▸ What you need to do
Repeat precisely the span of lines below that opens with the line containing "let href = props.href.clone();" and closes with the line containing "event.prevent_default();", both included.

▸ Extracted information
■ ■ ■ ■ ■
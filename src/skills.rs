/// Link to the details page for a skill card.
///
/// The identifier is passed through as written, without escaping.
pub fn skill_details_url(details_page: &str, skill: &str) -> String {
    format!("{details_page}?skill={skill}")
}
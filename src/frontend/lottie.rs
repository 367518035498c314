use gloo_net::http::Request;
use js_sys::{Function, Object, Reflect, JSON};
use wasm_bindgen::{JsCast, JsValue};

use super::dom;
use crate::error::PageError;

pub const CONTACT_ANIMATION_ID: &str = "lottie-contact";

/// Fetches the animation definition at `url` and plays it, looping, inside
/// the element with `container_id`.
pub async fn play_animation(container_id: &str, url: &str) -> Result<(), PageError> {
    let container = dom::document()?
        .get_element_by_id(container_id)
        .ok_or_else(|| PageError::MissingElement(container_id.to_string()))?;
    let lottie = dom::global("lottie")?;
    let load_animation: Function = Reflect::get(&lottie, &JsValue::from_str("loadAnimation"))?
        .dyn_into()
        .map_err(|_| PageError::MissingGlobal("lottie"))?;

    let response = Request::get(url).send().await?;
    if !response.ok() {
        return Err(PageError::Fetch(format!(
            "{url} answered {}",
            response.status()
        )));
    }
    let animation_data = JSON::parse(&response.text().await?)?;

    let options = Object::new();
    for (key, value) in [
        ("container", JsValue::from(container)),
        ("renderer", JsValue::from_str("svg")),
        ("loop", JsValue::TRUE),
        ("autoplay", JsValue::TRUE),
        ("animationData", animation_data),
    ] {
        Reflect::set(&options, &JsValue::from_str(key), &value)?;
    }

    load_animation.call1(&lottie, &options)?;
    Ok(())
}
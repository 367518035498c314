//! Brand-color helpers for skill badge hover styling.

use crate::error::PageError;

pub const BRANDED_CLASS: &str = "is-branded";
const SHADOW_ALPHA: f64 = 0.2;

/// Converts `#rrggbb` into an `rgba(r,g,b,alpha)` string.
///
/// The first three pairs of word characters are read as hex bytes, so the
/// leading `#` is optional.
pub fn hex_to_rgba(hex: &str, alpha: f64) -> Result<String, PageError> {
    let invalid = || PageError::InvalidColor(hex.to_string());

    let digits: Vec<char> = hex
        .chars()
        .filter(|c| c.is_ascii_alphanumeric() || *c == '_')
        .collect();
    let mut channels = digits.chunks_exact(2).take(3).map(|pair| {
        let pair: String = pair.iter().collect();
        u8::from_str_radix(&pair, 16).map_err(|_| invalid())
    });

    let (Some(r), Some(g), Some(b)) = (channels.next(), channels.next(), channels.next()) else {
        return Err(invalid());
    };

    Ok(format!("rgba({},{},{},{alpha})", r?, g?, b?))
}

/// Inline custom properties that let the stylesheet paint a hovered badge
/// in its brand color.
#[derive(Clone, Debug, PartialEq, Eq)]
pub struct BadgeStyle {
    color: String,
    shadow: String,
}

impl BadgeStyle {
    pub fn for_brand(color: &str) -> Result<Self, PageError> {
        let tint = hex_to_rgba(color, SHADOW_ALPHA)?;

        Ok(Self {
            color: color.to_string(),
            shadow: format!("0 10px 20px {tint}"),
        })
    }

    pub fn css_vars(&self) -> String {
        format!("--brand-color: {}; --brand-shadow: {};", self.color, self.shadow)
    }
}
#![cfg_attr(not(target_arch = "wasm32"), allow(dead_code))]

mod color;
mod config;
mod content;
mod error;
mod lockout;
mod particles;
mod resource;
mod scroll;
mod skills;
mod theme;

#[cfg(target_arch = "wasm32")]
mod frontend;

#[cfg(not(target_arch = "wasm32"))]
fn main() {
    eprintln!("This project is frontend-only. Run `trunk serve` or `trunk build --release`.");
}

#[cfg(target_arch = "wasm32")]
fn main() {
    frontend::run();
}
■ ■ ■ ■ ■
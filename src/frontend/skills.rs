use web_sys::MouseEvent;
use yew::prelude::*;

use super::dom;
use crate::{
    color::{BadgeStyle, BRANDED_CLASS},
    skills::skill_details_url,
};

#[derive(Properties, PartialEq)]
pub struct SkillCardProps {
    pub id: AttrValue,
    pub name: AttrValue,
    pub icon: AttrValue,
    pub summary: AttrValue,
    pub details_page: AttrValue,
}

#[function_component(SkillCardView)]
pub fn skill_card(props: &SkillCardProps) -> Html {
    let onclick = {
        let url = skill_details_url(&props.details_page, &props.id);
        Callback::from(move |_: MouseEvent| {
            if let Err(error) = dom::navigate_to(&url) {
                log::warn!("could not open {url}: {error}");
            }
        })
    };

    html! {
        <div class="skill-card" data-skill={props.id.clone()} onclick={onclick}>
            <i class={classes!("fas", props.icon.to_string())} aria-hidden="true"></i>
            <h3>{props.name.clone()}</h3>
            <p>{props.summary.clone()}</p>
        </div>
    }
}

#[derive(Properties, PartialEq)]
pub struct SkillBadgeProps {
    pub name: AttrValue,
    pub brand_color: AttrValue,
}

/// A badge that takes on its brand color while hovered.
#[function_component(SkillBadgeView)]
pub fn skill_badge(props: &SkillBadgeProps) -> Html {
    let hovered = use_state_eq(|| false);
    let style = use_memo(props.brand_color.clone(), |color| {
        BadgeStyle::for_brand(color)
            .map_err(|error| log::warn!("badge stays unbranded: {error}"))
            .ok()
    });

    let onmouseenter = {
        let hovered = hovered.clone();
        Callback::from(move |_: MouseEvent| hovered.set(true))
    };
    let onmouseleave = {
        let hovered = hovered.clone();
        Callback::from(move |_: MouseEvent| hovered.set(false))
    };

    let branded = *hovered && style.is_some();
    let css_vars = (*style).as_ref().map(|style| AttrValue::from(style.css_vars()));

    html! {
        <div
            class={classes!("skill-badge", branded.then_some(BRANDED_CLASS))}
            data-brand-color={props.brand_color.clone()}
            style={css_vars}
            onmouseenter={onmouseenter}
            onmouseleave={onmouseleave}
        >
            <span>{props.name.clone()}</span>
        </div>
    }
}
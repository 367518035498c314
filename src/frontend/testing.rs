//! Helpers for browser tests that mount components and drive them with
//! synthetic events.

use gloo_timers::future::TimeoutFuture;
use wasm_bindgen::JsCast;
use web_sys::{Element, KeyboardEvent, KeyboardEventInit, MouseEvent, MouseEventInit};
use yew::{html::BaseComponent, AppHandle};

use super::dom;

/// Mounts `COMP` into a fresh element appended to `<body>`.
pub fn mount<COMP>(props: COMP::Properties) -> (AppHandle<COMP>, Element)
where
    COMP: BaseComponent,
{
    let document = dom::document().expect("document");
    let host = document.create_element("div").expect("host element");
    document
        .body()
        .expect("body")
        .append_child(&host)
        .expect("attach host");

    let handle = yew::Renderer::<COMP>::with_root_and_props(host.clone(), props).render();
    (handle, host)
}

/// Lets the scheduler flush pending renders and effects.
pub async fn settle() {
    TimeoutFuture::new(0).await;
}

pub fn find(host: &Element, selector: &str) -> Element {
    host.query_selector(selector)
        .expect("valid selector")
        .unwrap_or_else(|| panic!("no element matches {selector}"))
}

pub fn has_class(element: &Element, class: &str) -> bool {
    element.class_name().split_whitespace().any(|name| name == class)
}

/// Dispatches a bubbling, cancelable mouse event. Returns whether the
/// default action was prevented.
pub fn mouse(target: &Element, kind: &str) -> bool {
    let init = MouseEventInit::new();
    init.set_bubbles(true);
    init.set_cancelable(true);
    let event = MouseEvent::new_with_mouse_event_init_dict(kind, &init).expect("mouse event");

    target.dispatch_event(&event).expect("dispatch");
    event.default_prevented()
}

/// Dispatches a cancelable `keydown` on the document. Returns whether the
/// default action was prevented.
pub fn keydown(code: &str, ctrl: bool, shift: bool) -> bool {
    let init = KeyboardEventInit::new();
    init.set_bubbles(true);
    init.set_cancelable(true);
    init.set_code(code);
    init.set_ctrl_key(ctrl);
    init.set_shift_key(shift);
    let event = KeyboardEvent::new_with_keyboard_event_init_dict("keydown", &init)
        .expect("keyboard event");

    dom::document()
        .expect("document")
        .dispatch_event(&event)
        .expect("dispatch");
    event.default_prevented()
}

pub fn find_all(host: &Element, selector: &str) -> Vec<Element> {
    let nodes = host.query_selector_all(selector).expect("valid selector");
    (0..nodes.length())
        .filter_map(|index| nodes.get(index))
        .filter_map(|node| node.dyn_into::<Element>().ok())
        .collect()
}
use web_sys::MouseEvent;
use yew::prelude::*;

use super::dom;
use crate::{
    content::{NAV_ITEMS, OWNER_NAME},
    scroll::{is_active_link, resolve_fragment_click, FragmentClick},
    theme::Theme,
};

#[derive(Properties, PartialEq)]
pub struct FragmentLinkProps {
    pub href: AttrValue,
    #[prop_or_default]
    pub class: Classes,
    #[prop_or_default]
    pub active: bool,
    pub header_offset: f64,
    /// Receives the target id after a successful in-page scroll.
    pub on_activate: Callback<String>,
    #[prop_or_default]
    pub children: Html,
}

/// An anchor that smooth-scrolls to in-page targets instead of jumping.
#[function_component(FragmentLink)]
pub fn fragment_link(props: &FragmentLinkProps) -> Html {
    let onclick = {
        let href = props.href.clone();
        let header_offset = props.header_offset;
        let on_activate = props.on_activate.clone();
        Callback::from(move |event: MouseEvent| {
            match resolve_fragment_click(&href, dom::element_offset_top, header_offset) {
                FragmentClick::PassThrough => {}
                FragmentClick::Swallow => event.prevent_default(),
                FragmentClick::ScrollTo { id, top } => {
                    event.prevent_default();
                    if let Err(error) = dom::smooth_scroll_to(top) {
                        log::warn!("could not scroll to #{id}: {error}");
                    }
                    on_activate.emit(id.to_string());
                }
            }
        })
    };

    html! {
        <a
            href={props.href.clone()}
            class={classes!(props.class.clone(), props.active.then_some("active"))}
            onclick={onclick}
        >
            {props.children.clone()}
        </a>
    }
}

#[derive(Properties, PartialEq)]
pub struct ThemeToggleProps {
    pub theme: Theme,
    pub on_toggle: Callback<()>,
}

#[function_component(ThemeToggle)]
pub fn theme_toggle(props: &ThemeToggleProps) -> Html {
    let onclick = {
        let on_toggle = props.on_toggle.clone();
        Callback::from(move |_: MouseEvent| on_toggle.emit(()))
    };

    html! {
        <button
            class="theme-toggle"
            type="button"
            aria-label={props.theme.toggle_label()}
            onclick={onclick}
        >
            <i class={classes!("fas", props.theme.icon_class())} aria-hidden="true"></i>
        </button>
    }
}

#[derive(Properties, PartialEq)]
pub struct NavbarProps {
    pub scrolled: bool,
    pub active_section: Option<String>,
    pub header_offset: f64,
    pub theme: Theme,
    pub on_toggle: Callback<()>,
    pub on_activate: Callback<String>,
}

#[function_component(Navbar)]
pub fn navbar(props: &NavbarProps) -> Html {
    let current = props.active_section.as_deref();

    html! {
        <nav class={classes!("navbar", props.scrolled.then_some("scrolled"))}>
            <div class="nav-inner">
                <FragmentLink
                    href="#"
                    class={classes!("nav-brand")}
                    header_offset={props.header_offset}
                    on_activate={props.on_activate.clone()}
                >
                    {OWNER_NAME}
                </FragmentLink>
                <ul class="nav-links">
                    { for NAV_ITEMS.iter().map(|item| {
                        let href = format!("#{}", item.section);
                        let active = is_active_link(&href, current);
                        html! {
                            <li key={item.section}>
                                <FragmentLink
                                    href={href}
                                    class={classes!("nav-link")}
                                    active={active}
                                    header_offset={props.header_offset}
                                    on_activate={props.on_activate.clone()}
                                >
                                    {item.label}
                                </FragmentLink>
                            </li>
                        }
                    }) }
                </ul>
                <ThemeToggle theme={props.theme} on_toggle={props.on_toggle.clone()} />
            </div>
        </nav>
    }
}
■ ■ ■ ■ ■
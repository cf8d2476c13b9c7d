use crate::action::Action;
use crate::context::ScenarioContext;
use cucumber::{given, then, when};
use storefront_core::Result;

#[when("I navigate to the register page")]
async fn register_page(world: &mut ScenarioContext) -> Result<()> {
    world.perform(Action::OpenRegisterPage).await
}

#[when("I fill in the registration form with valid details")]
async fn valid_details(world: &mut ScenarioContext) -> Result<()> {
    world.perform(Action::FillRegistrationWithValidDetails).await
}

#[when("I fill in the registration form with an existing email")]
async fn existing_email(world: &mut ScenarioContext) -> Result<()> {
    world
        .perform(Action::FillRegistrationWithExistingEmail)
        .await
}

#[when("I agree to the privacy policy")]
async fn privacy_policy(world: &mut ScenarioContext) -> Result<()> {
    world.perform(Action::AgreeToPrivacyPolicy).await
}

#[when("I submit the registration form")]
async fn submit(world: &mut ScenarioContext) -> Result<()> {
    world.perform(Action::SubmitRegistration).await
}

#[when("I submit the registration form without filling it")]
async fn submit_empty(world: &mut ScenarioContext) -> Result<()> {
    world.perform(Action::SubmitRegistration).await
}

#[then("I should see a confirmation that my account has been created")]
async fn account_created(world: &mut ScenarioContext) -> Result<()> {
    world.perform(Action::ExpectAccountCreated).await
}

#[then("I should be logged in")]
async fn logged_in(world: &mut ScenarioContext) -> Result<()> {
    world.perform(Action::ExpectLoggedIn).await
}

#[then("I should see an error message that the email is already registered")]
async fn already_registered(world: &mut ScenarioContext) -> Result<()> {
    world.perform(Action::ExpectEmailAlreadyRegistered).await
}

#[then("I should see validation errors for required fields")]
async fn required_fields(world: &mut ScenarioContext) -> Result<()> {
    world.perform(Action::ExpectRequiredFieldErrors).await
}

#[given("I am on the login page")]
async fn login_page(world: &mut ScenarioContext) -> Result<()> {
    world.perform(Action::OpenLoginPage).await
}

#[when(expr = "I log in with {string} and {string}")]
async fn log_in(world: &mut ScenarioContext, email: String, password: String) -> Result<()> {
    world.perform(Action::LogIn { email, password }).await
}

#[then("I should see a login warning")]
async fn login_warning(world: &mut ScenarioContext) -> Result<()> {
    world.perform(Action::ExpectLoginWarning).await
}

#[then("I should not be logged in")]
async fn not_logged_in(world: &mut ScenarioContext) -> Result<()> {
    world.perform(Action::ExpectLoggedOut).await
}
■ ■ ■ ■ ■
▸ Solution for this task
        let href = props.href.clone();
        let header_offset = props.header_offset;
        let on_activate = props.on_activate.clone();
        Callback::from(move |event: MouseEvent| {
            match resolve_fragment_click(&href, dom::element_offset_top, header_offset) {
                FragmentClick::PassThrough => {}
                FragmentClick::Swallow => event.prevent_default(),
                FragmentClick::ScrollTo { id, top } => {
                    event.prevent_default();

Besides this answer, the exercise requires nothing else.